Avide de séries c'est non sans curiosité que j'ai débuté celle-ci. Un soir d'hiver, un thé chaud, les épisodes quotidiens étant terminés il fallait que je découvre quelque chose de nouveau. Et puis, je tombe sur Sherlock, adaptation (très) libre des livres de l'ami Conan Doyle.
Bien évidemment j'ai déjà lu plusieurs nouvelles de notre Sir. Je me suis passionné pour l'histoire du Chien des Baskerville. J'ai pesté contre l'adaptation en grand n'importe quoi sur grand écran avec Downey Junior (Iron Man qui joue au détective, ça ne passe que dans Kiss Kiss Bang Bang (sorti avant)). C'est donc curieux, inquiet peut-être aussi, que je débutais cette série.
Mes inquiétudes se sont vite évanouies ! D'une part la mise en scène, si elle reste très classique, est prenante. La réalisation se démarque (contrairement à son opposant Elementary), et le personnage de Sherlock s'avère diablement bien retravaillé. Je n'avais pas souvenir d'un Sherlock aussi excentrique, aussi maniéré et parfois délirant. Je me souvenais d'un détective à l'intelligence remarquable, peu patient avec la bêtise du commun des mortels, mais pas à ce point.
La refonte du personnage est pour moi un élément crucial de l'attachement, que dis-je, de l'engouement que j'ai eu pour cette série. Les déductions sont incroyablement bien réalisées ne faisant de ce personnage qu'un observateur à l'oeil très fin et non pas un surhomme lisant dans vos pensées. Et c'est sur ce point que c'est brillant. Sherlock n'est pas un héros, juste le meilleur détective. Il reste attachant même dans ces extrêmes, touchant dans sa feinte indifférence.
Les seconds rôles sont également distribués de façon excellente, Martin Freeman est génial dans son rôle de Watson tout comme le personnage de Moriarty est joué avec brio.
Le point culminant reste, à ce jour, le premier épisode de la saison 2, où l'heure et demi de cette série montre au monde du cinéma qu'elle n'a rien à lui envier.
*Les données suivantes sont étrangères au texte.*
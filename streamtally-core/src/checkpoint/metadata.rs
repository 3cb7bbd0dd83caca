use super::*;

/// Everything a query needs to resume after a restart.
#[derive(Debug, Clone, Serialize, Deserialize, PartialEq)]
pub struct QueryCheckpoint {
    pub batch_id: BatchId,
    pub cursor: BatchCursor,
    pub watermark: WatermarkState,
    /// Append mode has emitted every window ending at or before this time.
    pub finalized_through: EventTime,
    pub state: Snapshot,
    /// Wall-clock time the checkpoint was taken, in epoch millis.
    pub timestamp: i64,
}

impl QueryCheckpoint {
    pub fn encode(&self) -> Result<Vec<u8>> {
        bincode::serialize(self).context("serialize query checkpoint failed")
    }

    pub fn decode(bytes: &[u8]) -> Result<Self> {
        bincode::deserialize(bytes).context("deserialize query checkpoint failed")
    }
}
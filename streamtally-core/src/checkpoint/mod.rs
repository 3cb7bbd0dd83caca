//! Query checkpoints: the committed `(cursor, watermark, state)` of a query,
//! persisted after every successful cycle so a restarted query resumes where
//! it left off.

use crate::source::BatchCursor;
use crate::state::Snapshot;
use crate::time::WatermarkState;
use crate::types::{BatchId, EventTime};
use anyhow::{anyhow, Context, Result};
use serde::{Deserialize, Serialize};
use std::collections::BTreeMap;
use std::fs;
use std::path::{Path, PathBuf};
use std::sync::Mutex;

mod metadata;
mod storage;

pub use metadata::*;
pub use storage::*;

/// Number of checkpoints a query keeps after each save.
pub const RETAINED_CHECKPOINTS: usize = 10;

#[cfg(test)]
#[path = "tests/checkpoint_tests.rs"]
mod tests;
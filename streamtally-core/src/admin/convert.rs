use super::*;

impl From<QueryStatus> for rpc::QueryStatusReply {
    fn from(status: QueryStatus) -> Self {
        Self {
            id: status.id.to_string(),
            name: status.name,
            state: status.state.to_string(),
            phase: status.phase.to_string(),
            message: status.message,
            last_error: status.last_error,
            cycles_run: status.cycles_run,
            consecutive_failures: status.consecutive_failures,
            next_batch_id: status.last_cursor.next_batch_id,
            last_unit: status.last_cursor.last_unit.map(|u| u.0),
            units_seen: status.last_cursor.units_seen as u64,
            watermark: status.watermark,
        }
    }
}

impl From<QueryProgress> for rpc::ProgressEntry {
    fn from(progress: QueryProgress) -> Self {
        Self {
            batch_id: progress.batch_id,
            units: progress.units.into_iter().map(|u| u.0).collect(),
            input_rows: progress.input_rows,
            skipped_rows: progress.skipped_rows,
            late_rows: progress.late_rows,
            emitted_rows: progress.emitted_rows,
            state_rows: progress.state_rows,
            evicted_rows: progress.evicted_rows,
            watermark: progress.watermark,
            duration_ms: progress.duration_ms,
            timestamp: progress.timestamp,
        }
    }
}

pub(crate) fn table_reply(name: &str, table: &ResultTable) -> rpc::ReadTableReply {
    rpc::ReadTableReply {
        table: name.to_string(),
        batch_id: table.batch_id(),
        rows: table
            .iter()
            .map(|(key, value)| rpc::TableRow {
                key: key.key.clone(),
                window_start: key.window.start,
                window_end: key.window.end,
                value: value.to_string(),
                numeric_value: value.as_f64(),
            })
            .collect(),
    }
}

pub(crate) fn to_status(err: QueryError) -> Status {
    match err {
        QueryError::NotFound(what) => Status::not_found(what),
        QueryError::Configuration(msg) => Status::invalid_argument(msg),
        other => Status::internal(other.to_string()),
    }
}
use std::fs;
use std::path::PathBuf;
use std::time::{Duration, SystemTime, UNIX_EPOCH};

use streamtally_api::StreamingSession;
use streamtally_core::query::{QueryState, Trigger};
use streamtally_core::schema::{parse_timestamp, DataType, Field, Schema};
use streamtally_core::sink::OutputMode;
use streamtally_core::source::MemorySource;
use streamtally_core::state::AggregationKey;
use streamtally_core::window::TimeWindow;
use streamtally_core::QueryError;

const HOUR: Duration = Duration::from_secs(3600);

fn unique_temp_dir(prefix: &str) -> PathBuf {
    let nanos = SystemTime::now()
        .duration_since(UNIX_EPOCH)
        .unwrap()
        .as_nanos();
    std::env::temp_dir().join(format!(
        "streamtally-api-{prefix}-{}-{nanos}",
        std::process::id()
    ))
}

fn key(action: &str, start: &str, end: &str) -> AggregationKey {
    AggregationKey::new(
        action,
        TimeWindow::new(parse_timestamp(start).unwrap(), parse_timestamp(end).unwrap()),
    )
}

fn actions_schema() -> Schema {
    Schema::new(vec![
        Field::new("time", DataType::Timestamp, false),
        Field::new("action", DataType::String, false),
    ])
    .unwrap()
}

fn purchases_schema() -> Schema {
    Schema::new(vec![
        Field::new("time", DataType::Timestamp, false),
        Field::new("item", DataType::String, false),
        Field::new("amount", DataType::Float64, false),
    ])
    .unwrap()
}

fn action(action: &str, time: &str) -> String {
    format!(r#"{{"time": "{time}", "action": "{action}"}}"#)
}

#[test]
fn test_hourly_counts_over_memory_input() {
    let session = StreamingSession::new("hourly");
    let input = MemorySource::new();
    input
        .push_lines(&[
            action("open", "2016-07-26 09:15:00"),
            action("open", "2016-07-26 09:40:00"),
            action("close", "2016-07-26 09:55:00"),
        ])
        .unwrap();

    let query = session
        .read_stream()
        .schema(actions_schema())
        .memory(input.clone())
        .unwrap()
        .window("time", HOUR)
        .group_by("action")
        .count()
        .write_stream()
        .query_name("counts")
        .output_mode(OutputMode::Complete)
        .memory()
        .start()
        .unwrap();

    query.process_all_available().unwrap();
    let table = session.table("counts").unwrap();
    let nine = |a| key(a, "2016-07-26 09:00:00", "2016-07-26 10:00:00");
    assert_eq!(table.len(), 2);
    assert_eq!(table.get(&nine("open")).and_then(|v| v.as_f64()), Some(2.0));
    assert_eq!(table.get(&nine("close")).and_then(|v| v.as_f64()), Some(1.0));

    input
        .push_lines(&[action("open", "2016-07-26 10:05:00")])
        .unwrap();
    query.process_all_available().unwrap();
    let table = session.table("counts").unwrap();
    assert_eq!(table.len(), 3);
    assert_eq!(table.batch_id(), Some(1));
    assert_eq!(
        table
            .get(&key("open", "2016-07-26 10:00:00", "2016-07-26 11:00:00"))
            .and_then(|v| v.as_f64()),
        Some(1.0)
    );

    query.stop();
    assert_eq!(query.status().state, QueryState::Stopped);
}

#[test]
fn test_sliding_sum_over_json_directory() {
    let dir = unique_temp_dir("sliding");
    fs::create_dir_all(&dir).unwrap();
    fs::write(
        dir.join("0001.json"),
        concat!(
            r#"{"time": "2016-07-26 12:07:00", "item": "tea", "amount": 2.5}"#,
            "\n",
            r#"{"time": "2016-07-26 12:12:00", "item": "tea", "amount": 1.0}"#,
            "\n",
        ),
    )
    .unwrap();

    let session = StreamingSession::new("sliding");
    let query = session
        .read_stream()
        .schema(purchases_schema())
        .json_dir(&dir)
        .unwrap()
        .sliding_window("time", Duration::from_secs(600), Duration::from_secs(300))
        .group_by("item")
        .sum("amount")
        .write_stream()
        .query_name("spend")
        .trigger(Trigger::available_now())
        .memory()
        .start()
        .unwrap();

    assert!(query.await_termination(Some(Duration::from_secs(10))).unwrap());
    let table = session.table("spend").unwrap();
    let sum = |start, end| table.get(&key("tea", start, end)).and_then(|v| v.as_f64());
    assert_eq!(sum("2016-07-26 12:00:00", "2016-07-26 12:10:00"), Some(2.5));
    assert_eq!(sum("2016-07-26 12:05:00", "2016-07-26 12:15:00"), Some(3.5));
    assert_eq!(sum("2016-07-26 12:10:00", "2016-07-26 12:20:00"), Some(1.0));
    assert_eq!(table.len(), 3);

    fs::remove_dir_all(&dir).unwrap();
}

#[test]
fn test_append_mode_emits_closed_windows_once() {
    let session = StreamingSession::new("append");
    let input = MemorySource::new();
    let query = session
        .read_stream()
        .schema(actions_schema())
        .max_units_per_trigger(1)
        .memory(input.clone())
        .unwrap()
        .with_watermark(Duration::from_secs(600))
        .window("time", HOUR)
        .group_by("action")
        .count()
        .write_stream()
        .query_name("closed")
        .output_mode(OutputMode::Append)
        .memory()
        .start()
        .unwrap();

    input
        .push_lines(&[action("open", "2016-07-26 09:15:00")])
        .unwrap();
    query.process_all_available().unwrap();
    assert!(session.table("closed").unwrap().is_empty());

    // Watermark moves to 10:10, closing the 09:00 window.
    input
        .push_lines(&[action("open", "2016-07-26 10:20:00")])
        .unwrap();
    query.process_all_available().unwrap();
    let table = session.table("closed").unwrap();
    assert_eq!(table.len(), 1);
    assert_eq!(
        table
            .get(&key("open", "2016-07-26 09:00:00", "2016-07-26 10:00:00"))
            .and_then(|v| v.as_f64()),
        Some(1.0)
    );

    // Too late for the closed window: dropped.
    input
        .push_lines(&[action("open", "2016-07-26 09:30:00")])
        .unwrap();
    query.process_all_available().unwrap();
    assert_eq!(session.table("closed").unwrap().len(), 1);
    assert_eq!(query.last_progress().unwrap().late_rows, 1);
}

#[test]
fn test_sessions_are_isolated() {
    let a = StreamingSession::new("a");
    let b = StreamingSession::new("b");
    for session in [&a, &b] {
        let input = MemorySource::new();
        input
            .push_lines(&[action("open", "2016-07-26 09:15:00")])
            .unwrap();
        let query = session
            .read_stream()
            .schema(actions_schema())
            .memory(input)
            .unwrap()
            .window("time", HOUR)
            .group_by("action")
            .count()
            .write_stream()
            .query_name("counts")
            .memory()
            .start()
            .unwrap();
        query.process_all_available().unwrap();
    }
    assert_eq!(a.table("counts").unwrap().len(), 1);
    assert_eq!(b.table("counts").unwrap().len(), 1);
    assert_eq!(a.active().len(), 1);
}

#[test]
fn test_incomplete_chains_are_rejected() {
    let session = StreamingSession::new("errors");

    let err = session
        .read_stream()
        .memory(MemorySource::new())
        .err()
        .unwrap();
    assert!(matches!(err, QueryError::Configuration(_)));

    let err = session
        .read_stream()
        .schema(actions_schema())
        .json_dir(unique_temp_dir("missing"))
        .err()
        .unwrap();
    assert!(matches!(err, QueryError::Configuration(_)));

    let err = session
        .read_stream()
        .schema(actions_schema())
        .memory(MemorySource::new())
        .unwrap()
        .group_by("action")
        .count()
        .write_stream()
        .start()
        .err()
        .unwrap();
    assert!(matches!(err, QueryError::Configuration(_)));

    let err = session
        .read_stream()
        .schema(actions_schema())
        .memory(MemorySource::new())
        .unwrap()
        .window("time", HOUR)
        .group_by("action")
        .count()
        .write_stream()
        .memory()
        .start()
        .err()
        .unwrap();
    assert!(matches!(err, QueryError::Configuration(_)));

    // Sum over a string column.
    let err = session
        .read_stream()
        .schema(actions_schema())
        .memory(MemorySource::new())
        .unwrap()
        .window("time", HOUR)
        .group_by("action")
        .sum("action")
        .write_stream()
        .start()
        .err()
        .unwrap();
    assert!(matches!(err, QueryError::Configuration(_)));

    assert!(session.active().is_empty());
}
Au final, rien n'est à jeter dans cette série qui se distingue nettement et distance (de loin) toute concurrence en matière de "série policière". Un univers ancien transcrit dans un monde moderne pour ce qui s'avère être un véritable retour aux sources de ce qu'est l'essence du "roman policier" : ces enquêtes qui nous prenaient au ventre et nous fascinaient quand nous étions enfants.